### Exercise requirements
Each line below from the one containing "use std::time::Duration;" through the one containing "const SCHEMA_SQL: &str" should be output exactly as it stands, and no other line should appear.
===== Record set =====
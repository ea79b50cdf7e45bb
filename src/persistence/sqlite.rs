//! SQLite-backed [`AuditStore`].
//!
//! Schema:
//! - `projects`: one row per audit project, breakdown stored as JSON
//! - `pages`: page records, `seq` preserves creation order
//! - `page_analyses`: append-only, the highest `seq` per page is effective
//! - `issues`: flattened issues of each analysis, `position` keeps order

use async_trait::async_trait;
use chrono::{DateTime, Utc};
use sqlx::sqlite::{
    SqliteConnectOptions, SqliteJournalMode, SqlitePoolOptions, SqliteRow, SqliteSynchronous,
};
use sqlx::{Row, SqlitePool};
use std::collections::{BTreeMap, HashMap};
use std::path::{Path, PathBuf};
use std::time::Duration;

use super::models::{
    AnalysisId, AuditProject, PageAnalysis, PageId, PageRecord, PageWithAnalysis, ProjectId,
    ProjectIssue, ProjectResult,
};
use super::{AuditStore, StorageError, StorageResult, flatten_issues};
use crate::assessment::{Assessment, Dimension, Issue, Severity};
use crate::canonical_url::CanonicalUrl;
use crate::lifecycle::{ProjectStatus, StatusUpdate};
use crate::snapshot_store::SnapshotRef;

const SCHEMA_SQL: &str = r#"
CREATE TABLE IF NOT EXISTS projects (
    id TEXT PRIMARY KEY,
    seed_url TEXT NOT NULL,
    status TEXT NOT NULL,
    step INTEGER NOT NULL,
    message TEXT NOT NULL,
    score INTEGER,
    breakdown TEXT,
    created_at INTEGER NOT NULL,
    completed_at INTEGER
);

CREATE TABLE IF NOT EXISTS pages (
    seq INTEGER PRIMARY KEY AUTOINCREMENT,
    id TEXT NOT NULL UNIQUE,
    project_id TEXT NOT NULL REFERENCES projects(id),
    url TEXT NOT NULL,
    snapshot_key TEXT NOT NULL,
    snapshot_url TEXT NOT NULL,
    created_at INTEGER NOT NULL
);

CREATE INDEX IF NOT EXISTS idx_pages_project ON pages(project_id);

CREATE TABLE IF NOT EXISTS page_analyses (
    seq INTEGER PRIMARY KEY AUTOINCREMENT,
    id TEXT NOT NULL UNIQUE,
    page_id TEXT NOT NULL REFERENCES pages(id),
    dimensions TEXT NOT NULL,
    summary TEXT NOT NULL,
    positive_highlights TEXT NOT NULL,
    overall_score INTEGER,
    created_at INTEGER NOT NULL
);

CREATE INDEX IF NOT EXISTS idx_page_analyses_page ON page_analyses(page_id);

CREATE TABLE IF NOT EXISTS issues (
    id INTEGER PRIMARY KEY AUTOINCREMENT,
    analysis_id TEXT NOT NULL REFERENCES page_analyses(id),
    position INTEGER NOT NULL,
    title TEXT NOT NULL,
    description TEXT NOT NULL,
    severity TEXT NOT NULL,
    category TEXT NOT NULL,
    suggestion TEXT
);

CREATE INDEX IF NOT EXISTS idx_issues_analysis ON issues(analysis_id);
"#;

/// Durable audit store using SQLite in WAL mode.
#[derive(Clone)]
pub struct SqliteAuditStore {
    pool: SqlitePool,
    path: PathBuf,
}

impl SqliteAuditStore {
    /// Open the database at `path`, creating it and its schema if missing.
    pub async fn open(path: &Path) -> StorageResult<Self> {
        if let Some(parent) = path.parent().filter(|p| !p.as_os_str().is_empty()) {
            tokio::fs::create_dir_all(parent).await?;
        }

        let options = SqliteConnectOptions::new()
            .filename(path)
            .create_if_missing(true)
            .journal_mode(SqliteJournalMode::Wal)
            .synchronous(SqliteSynchronous::Normal)
            .busy_timeout(Duration::from_secs(30));

        let pool = SqlitePoolOptions::new()
            .max_connections(4)
            .connect_with(options)
            .await?;

        // Idempotent: every statement is CREATE ... IF NOT EXISTS
        sqlx::query(SCHEMA_SQL).execute(&pool).await?;

        Ok(Self {
            pool,
            path: path.to_path_buf(),
        })
    }

    #[must_use]
    pub fn path(&self) -> &Path {
        &self.path
    }

    pub async fn close(&self) {
        self.pool.close().await;
    }

    async fn require_project(&self, id: &ProjectId) -> StorageResult<()> {
        let exists: Option<(String,)> = sqlx::query_as("SELECT id FROM projects WHERE id = ?")
            .bind(id.as_str())
            .fetch_optional(&self.pool)
            .await?;
        exists
            .map(|_| ())
            .ok_or_else(|| StorageError::project_not_found(id))
    }

    async fn issues_for(&self, analysis_id: &str) -> StorageResult<Vec<Issue>> {
        let rows = sqlx::query(
            r#"
            SELECT title, description, severity, category, suggestion
            FROM issues
            WHERE analysis_id = ?
            ORDER BY position
            "#,
        )
        .bind(analysis_id)
        .fetch_all(&self.pool)
        .await?;

        rows.iter().map(issue_from_row).collect()
    }
}

fn millis(at: DateTime<Utc>) -> i64 {
    at.timestamp_millis()
}

fn from_millis(value: i64) -> StorageResult<DateTime<Utc>> {
    DateTime::from_timestamp_millis(value)
        .ok_or_else(|| StorageError::Database(format!("timestamp out of range: {value}")))
}

fn score_to_db(score: Option<u8>) -> Option<i64> {
    score.map(i64::from)
}

fn score_from_db(value: Option<i64>) -> StorageResult<Option<u8>> {
    value
        .map(|v| {
            u8::try_from(v).map_err(|_| StorageError::Database(format!("score out of range: {v}")))
        })
        .transpose()
}

fn project_from_row(row: &SqliteRow) -> StorageResult<AuditProject> {
    let status: String = row.try_get("status")?;
    let step: i64 = row.try_get("step")?;
    let breakdown: Option<String> = row.try_get("breakdown")?;
    let completed_at: Option<i64> = row.try_get("completed_at")?;

    Ok(AuditProject {
        id: ProjectId(row.try_get("id")?),
        seed_url: row.try_get("seed_url")?,
        status: status.parse::<ProjectStatus>().map_err(StorageError::Database)?,
        step: u8::try_from(step)
            .map_err(|_| StorageError::Database(format!("step out of range: {step}")))?,
        message: row.try_get("message")?,
        score: score_from_db(row.try_get("score")?)?,
        breakdown: breakdown
            .map(|json| serde_json::from_str::<BTreeMap<String, u8>>(&json))
            .transpose()?,
        created_at: from_millis(row.try_get("created_at")?)?,
        completed_at: completed_at.map(from_millis).transpose()?,
    })
}

fn page_from_row(row: &SqliteRow) -> StorageResult<PageRecord> {
    Ok(PageRecord {
        id: PageId(row.try_get("id")?),
        project_id: ProjectId(row.try_get("project_id")?),
        url: CanonicalUrl::from_stored(row.try_get("url")?),
        snapshot: SnapshotRef {
            key: row.try_get("snapshot_key")?,
            url: row.try_get("snapshot_url")?,
        },
        created_at: from_millis(row.try_get("created_at")?)?,
    })
}

/// Analysis row without its issues, which live in their own table
fn analysis_from_row(row: &SqliteRow) -> StorageResult<PageAnalysis> {
    let dimensions: String = row.try_get("dimensions")?;
    let highlights: String = row.try_get("positive_highlights")?;
    Ok(PageAnalysis {
        id: AnalysisId(row.try_get("id")?),
        page_id: PageId(row.try_get("page_id")?),
        dimensions: serde_json::from_str(&dimensions)?,
        issues: Vec::new(),
        summary: row.try_get("summary")?,
        positive_highlights: serde_json::from_str(&highlights)?,
        overall_score: score_from_db(row.try_get("overall_score")?)?,
        created_at: from_millis(row.try_get("created_at")?)?,
    })
}

fn issue_from_row(row: &SqliteRow) -> StorageResult<Issue> {
    let severity: String = row.try_get("severity")?;
    let category: String = row.try_get("category")?;
    Ok(Issue {
        title: row.try_get("title")?,
        description: row.try_get("description")?,
        severity: severity.parse::<Severity>().map_err(StorageError::Database)?,
        category: category.parse::<Dimension>().map_err(StorageError::Database)?,
        suggestion: row.try_get("suggestion")?,
    })
}

#[async_trait]
impl AuditStore for SqliteAuditStore {
    async fn create_project(&self, seed_url: &str) -> StorageResult<AuditProject> {
        let project = AuditProject::new(seed_url);
        sqlx::query(
            r#"
            INSERT INTO projects (id, seed_url, status, step, message, created_at)
            VALUES (?, ?, ?, ?, ?, ?)
            "#,
        )
        .bind(project.id.as_str())
        .bind(&project.seed_url)
        .bind(project.status.as_str())
        .bind(i64::from(project.step))
        .bind(&project.message)
        .bind(millis(project.created_at))
        .execute(&self.pool)
        .await?;
        Ok(project)
    }

    async fn get_project(&self, id: &ProjectId) -> StorageResult<AuditProject> {
        let row = sqlx::query("SELECT * FROM projects WHERE id = ?")
            .bind(id.as_str())
            .fetch_optional(&self.pool)
            .await?
            .ok_or_else(|| StorageError::project_not_found(id))?;
        project_from_row(&row)
    }

    async fn create_page_record(
        &self,
        project_id: &ProjectId,
        url: &CanonicalUrl,
        snapshot: &SnapshotRef,
    ) -> StorageResult<PageRecord> {
        self.require_project(project_id).await?;

        let record = PageRecord {
            id: PageId::new(),
            project_id: project_id.clone(),
            url: url.clone(),
            snapshot: snapshot.clone(),
            created_at: Utc::now(),
        };

        sqlx::query(
            r#"
            INSERT INTO pages (id, project_id, url, snapshot_key, snapshot_url, created_at)
            VALUES (?, ?, ?, ?, ?, ?)
            "#,
        )
        .bind(record.id.as_str())
        .bind(record.project_id.as_str())
        .bind(record.url.as_str())
        .bind(&record.snapshot.key)
        .bind(&record.snapshot.url)
        .bind(millis(record.created_at))
        .execute(&self.pool)
        .await?;

        Ok(record)
    }

    async fn save_analysis(
        &self,
        page_id: &PageId,
        assessment: Assessment,
    ) -> StorageResult<PageAnalysis> {
        let exists: Option<(String,)> = sqlx::query_as("SELECT id FROM pages WHERE id = ?")
            .bind(page_id.as_str())
            .fetch_optional(&self.pool)
            .await?;
        if exists.is_none() {
            return Err(StorageError::page_not_found(page_id));
        }

        let analysis = PageAnalysis::from_assessment(page_id.clone(), assessment);
        let dimensions = serde_json::to_string(&analysis.dimensions)?;
        let highlights = serde_json::to_string(&analysis.positive_highlights)?;

        // Analysis and its issues land together or not at all
        let mut tx = self.pool.begin().await?;

        sqlx::query(
            r#"
            INSERT INTO page_analyses
                (id, page_id, dimensions, summary, positive_highlights, overall_score, created_at)
            VALUES (?, ?, ?, ?, ?, ?, ?)
            "#,
        )
        .bind(analysis.id.as_str())
        .bind(page_id.as_str())
        .bind(&dimensions)
        .bind(&analysis.summary)
        .bind(&highlights)
        .bind(score_to_db(analysis.overall_score))
        .bind(millis(analysis.created_at))
        .execute(&mut *tx)
        .await?;

        for (position, issue) in analysis.issues.iter().enumerate() {
            sqlx::query(
                r#"
                INSERT INTO issues
                    (analysis_id, position, title, description, severity, category, suggestion)
                VALUES (?, ?, ?, ?, ?, ?, ?)
                "#,
            )
            .bind(analysis.id.as_str())
            .bind(position as i64)
            .bind(&issue.title)
            .bind(&issue.description)
            .bind(issue.severity.as_str())
            .bind(issue.category.key())
            .bind(issue.suggestion.as_deref())
            .execute(&mut *tx)
            .await?;
        }

        tx.commit().await?;
        Ok(analysis)
    }

    async fn update_project_status(
        &self,
        id: &ProjectId,
        update: &StatusUpdate,
    ) -> StorageResult<()> {
        let completed_at =
            (update.status == ProjectStatus::Completed).then(|| millis(Utc::now()));

        let result = sqlx::query(
            r#"
            UPDATE projects
            SET status = ?, step = ?, message = ?,
                completed_at = COALESCE(?, completed_at)
            WHERE id = ?
            "#,
        )
        .bind(update.status.as_str())
        .bind(i64::from(update.step))
        .bind(&update.message)
        .bind(completed_at)
        .bind(id.as_str())
        .execute(&self.pool)
        .await?;

        if result.rows_affected() == 0 {
            return Err(StorageError::project_not_found(id));
        }
        Ok(())
    }

    async fn update_project_result(
        &self,
        id: &ProjectId,
        result: &ProjectResult,
    ) -> StorageResult<()> {
        let breakdown = serde_json::to_string(&result.breakdown)?;
        let outcome = sqlx::query("UPDATE projects SET score = ?, breakdown = ? WHERE id = ?")
            .bind(i64::from(result.overall))
            .bind(&breakdown)
            .bind(id.as_str())
            .execute(&self.pool)
            .await?;

        if outcome.rows_affected() == 0 {
            return Err(StorageError::project_not_found(id));
        }
        Ok(())
    }

    async fn read_pages_with_analyses(
        &self,
        project_id: &ProjectId,
    ) -> StorageResult<Vec<PageWithAnalysis>> {
        self.require_project(project_id).await?;

        let page_rows = sqlx::query("SELECT * FROM pages WHERE project_id = ? ORDER BY seq")
            .bind(project_id.as_str())
            .fetch_all(&self.pool)
            .await?;
        let pages: Vec<PageRecord> = page_rows
            .iter()
            .map(page_from_row)
            .collect::<StorageResult<_>>()?;

        // Ascending seq, so the last row seen per page is its effective analysis
        let analysis_rows = sqlx::query(
            r#"
            SELECT a.*
            FROM page_analyses a
            JOIN pages p ON a.page_id = p.id
            WHERE p.project_id = ?
            ORDER BY a.seq
            "#,
        )
        .bind(project_id.as_str())
        .fetch_all(&self.pool)
        .await?;

        let mut latest: HashMap<String, PageAnalysis> = HashMap::new();
        for row in &analysis_rows {
            let analysis = analysis_from_row(row)?;
            latest.insert(analysis.page_id.as_str().to_string(), analysis);
        }

        let mut result = Vec::with_capacity(pages.len());
        for page in pages {
            let analysis = match latest.remove(page.id.as_str()) {
                Some(mut analysis) => {
                    analysis.issues = self.issues_for(analysis.id.as_str()).await?;
                    Some(analysis)
                }
                None => None,
            };
            result.push(PageWithAnalysis { page, analysis });
        }

        Ok(result)
    }

    async fn list_project_issues(
        &self,
        project_id: &ProjectId,
    ) -> StorageResult<Vec<ProjectIssue>> {
        let pages = self.read_pages_with_analyses(project_id).await?;
        Ok(flatten_issues(pages))
    }
}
=====
### Solution
use std::time::Duration;

use super::models::{
    AnalysisId, AuditProject, PageAnalysis, PageId, PageRecord, PageWithAnalysis, ProjectId,
    ProjectIssue, ProjectResult,
};
use super::{AuditStore, StorageError, StorageResult, flatten_issues};
use crate::assessment::{Assessment, Dimension, Issue, Severity};
use crate::canonical_url::CanonicalUrl;
use crate::lifecycle::{ProjectStatus, StatusUpdate};
use crate::snapshot_store::SnapshotRef;

const SCHEMA_SQL: &str = r#"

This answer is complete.